Dáil debates

Wednesday, 20 July 2011

Common Fisheries Policy Reform: Statements

 

8:00 pm

Photo of Richard Boyd BarrettRichard Boyd Barrett (Dún Laoghaire, People Before Profit Alliance)

I am not an expert on fishing by any means. However, I know the fishing industry is facing a massive crisis and it has been brought to my attention whenever I go to the west and by those fishermen in Dún Laoghaire who are left. It is a coastal town which used to have a thriving fishing industry. All the fishermen say that EU fisheries policies have been a disaster for Ireland and this is visibly apparent. The crisis seems to be intensifying very significantly over recent years, with more people being driven out of fishing while others are struggling to make a living in the industry.

I do not doubt the Minister's bona fides in this matter. There seems to be general agreement on the seriousness and tragedy of this situation. It is a crime for an island country such as ours that the fishing industry is teetering on the brink of extinction. It is even more of a crime that this is the case when so many people are unemployed and there is an accelerating depopulation of rural Ireland. Jobs must be created and, as Deputy Ferris said, the sea is probably our greatest resource. The sea defines us. If this country does not have a fishing industry, we will have lost something of what we are as a people. We are perilously close to losing what defines us. The fishing industry has provided jobs in the past and could provide many more.

As much as I have criticised the Government in other arenas, I commend the jobs initiative on its focus on tourism. Our attractiveness as a tourism destination would be damaged if fishing, which is one of the things which defines us, were made extinct as a result of the policies of the European Union. It is obvious that this plan to privatise quotas can only benefit the big fishing interests, the big European states and the multinational companies. They are responsible for the parlous state of the fish stocks. It is really a case of the big fish eating the little fish in every sense and this policy will further accelerate that situation and sound the death knell for Irish fishing and the small-time fisherman. The issue of discards is an obscenity by which perfectly good fish are thrown away. Something needs to be done about this policy.

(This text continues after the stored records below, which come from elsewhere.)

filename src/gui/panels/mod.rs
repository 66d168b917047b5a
pub mod convert;
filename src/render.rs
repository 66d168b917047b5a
use crate::convert::ConversionRequest;
use serde::{Deserialize, Serialize};
use snafu::{ResultExt, Snafu};
use std::path::{Path, PathBuf};
use std::process::Command;

#[derive(Debug, Snafu)]
pub enum RenderError {
    #[snafu(display("{} not found: {}", program, source))]
    NotFound { program: String, source: which::Error },
    #[snafu(display("failed to launch {}: {}", program, source))]
    Launch {
        program: String,
        source: std::io::Error,
    },
    /// The renderer ran but exited unsuccessfully. The message is the last
    /// line it printed on stderr, which holds the exception text after any
    /// warnings and traceback.
    #[snafu(display("{}", describe_failure(program, code, stderr)))]
    Failed {
        program: String,
        code: Option<i32>,
        stderr: String,
    },
    #[snafu(display("failed to write {}: {}", path.display(), source))]
    Output {
        path: PathBuf,
        source: std::io::Error,
    },
}

fn describe_failure(program: &str, code: &Option<i32>, stderr: &str) -> String {
    if let Some(line) = stderr.lines().map(str::trim).filter(|line| !line.is_empty()).last() {
        return line.to_string();
    }
    match code {
        Some(code) => format!("{} exited with code {}", program, code),
        None => format!("{} was terminated by a signal", program),
    }
}

/// Turns an HTML file into a PDF at `request.output`.
///
/// Implementations must not leave anything at the output path when they fail.
pub trait Renderer {
    fn render(&self, request: &ConversionRequest) -> Result<(), RenderError>;
}

#[derive(Debug, Clone, PartialEq, Serialize, Deserialize)]
#[serde(default)]
pub struct RendererConfig {
    /// Executable name looked up on `PATH`, or a full path to it.
    pub program: String,
    /// Passed to the program before the generated arguments.
    pub extra_args: Vec<String>,
}

impl Default for RendererConfig {
    fn default() -> Self {
        Self {
            program: "weasyprint".to_string(),
            extra_args: Vec::new(),
        }
    }
}

/// Renders through the `weasyprint` command-line program.
#[derive(Debug, Clone)]
pub struct WeasyPrint {
    program: String,
    extra_args: Vec<String>,
}

impl Default for WeasyPrint {
    fn default() -> Self {
        Self::new(&RendererConfig::default())
    }
}

impl WeasyPrint {
    pub fn new(config: &RendererConfig) -> Self {
        Self {
            program: config.program.clone(),
            extra_args: config.extra_args.clone(),
        }
    }

    pub fn program(&self) -> &str {
        &self.program
    }

    fn locate(&self) -> Result<PathBuf, RenderError> {
        which::which(&self.program).context(NotFoundSnafu {
            program: &self.program,
        })
    }

    fn command(&self, executable: &Path, request: &ConversionRequest, target: &Path) -> Command {
        let mut command = Command::new(executable);
        command.args(&self.extra_args);
        command.arg("--base-url").arg(&request.base_dir);
        for stylesheet in &request.stylesheets {
            command.arg("--stylesheet").arg(stylesheet);
        }
        command.arg(&request.html).arg(target);
        command
    }
}

impl Renderer for WeasyPrint {
    fn render(&self, request: &ConversionRequest) -> Result<(), RenderError> {
        let executable = self.locate()?;

        // Render next to the destination and move into place on success, so a
        // failed run never clobbers or creates the destination file.
        let out_dir = request
            .output
            .parent()
            .filter(|p| !p.as_os_str().is_empty())
            .unwrap_or(Path::new("."));
        let target = tempfile::Builder::new()
            .prefix(".pdfdrop-")
            .suffix(".pdf")
            .tempfile_in(out_dir)
            .context(OutputSnafu {
                path: &request.output,
            })?
            .into_temp_path();

        tracing::info!(
            program = %executable.display(),
            html = %request.html.display(),
            output = %request.output.display(),
            stylesheets = request.stylesheets.len(),
            "Rendering PDF"
        );

        let output = self
            .command(&executable, request, &target)
            .output()
            .context(LaunchSnafu {
                program: &self.program,
            })?;

        if !output.status.success() {
            let stderr = String::from_utf8_lossy(&output.stderr).trim().to_string();
            tracing::warn!(code = ?output.status.code(), %stderr, "Renderer exited unsuccessfully");
            return FailedSnafu {
                program: &self.program,
                code: output.status.code(),
                stderr,
            }
            .fail();
        }

        target
            .persist(&request.output)
            .map_err(|e| e.error)
            .context(OutputSnafu {
                path: &request.output,
            })?;

        tracing::info!(output = %request.output.display(), "PDF written");
        Ok(())
    }
}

If the figures given by the Minister are correct, that we only receive 15% of the fish from our own waters, we must say to the EU that this is unacceptable and that we will not put up with it. What benefit is there in being part of a European Union that is plundering our resources in this way and which has brought us to this state? This echoes the current economic crisis. Our so-called partners are supposedly helping us but in fact they are burying us in the interests of big financial and corporate interests in Europe. We must stand up to these people and we have to defend our fishing industry and small fishermen. We should oppose this privatisation of fish quotas. We must work together on an all-party basis to decide how to stand up to these big European interests who just regard our seas as something to be plundered at our expense.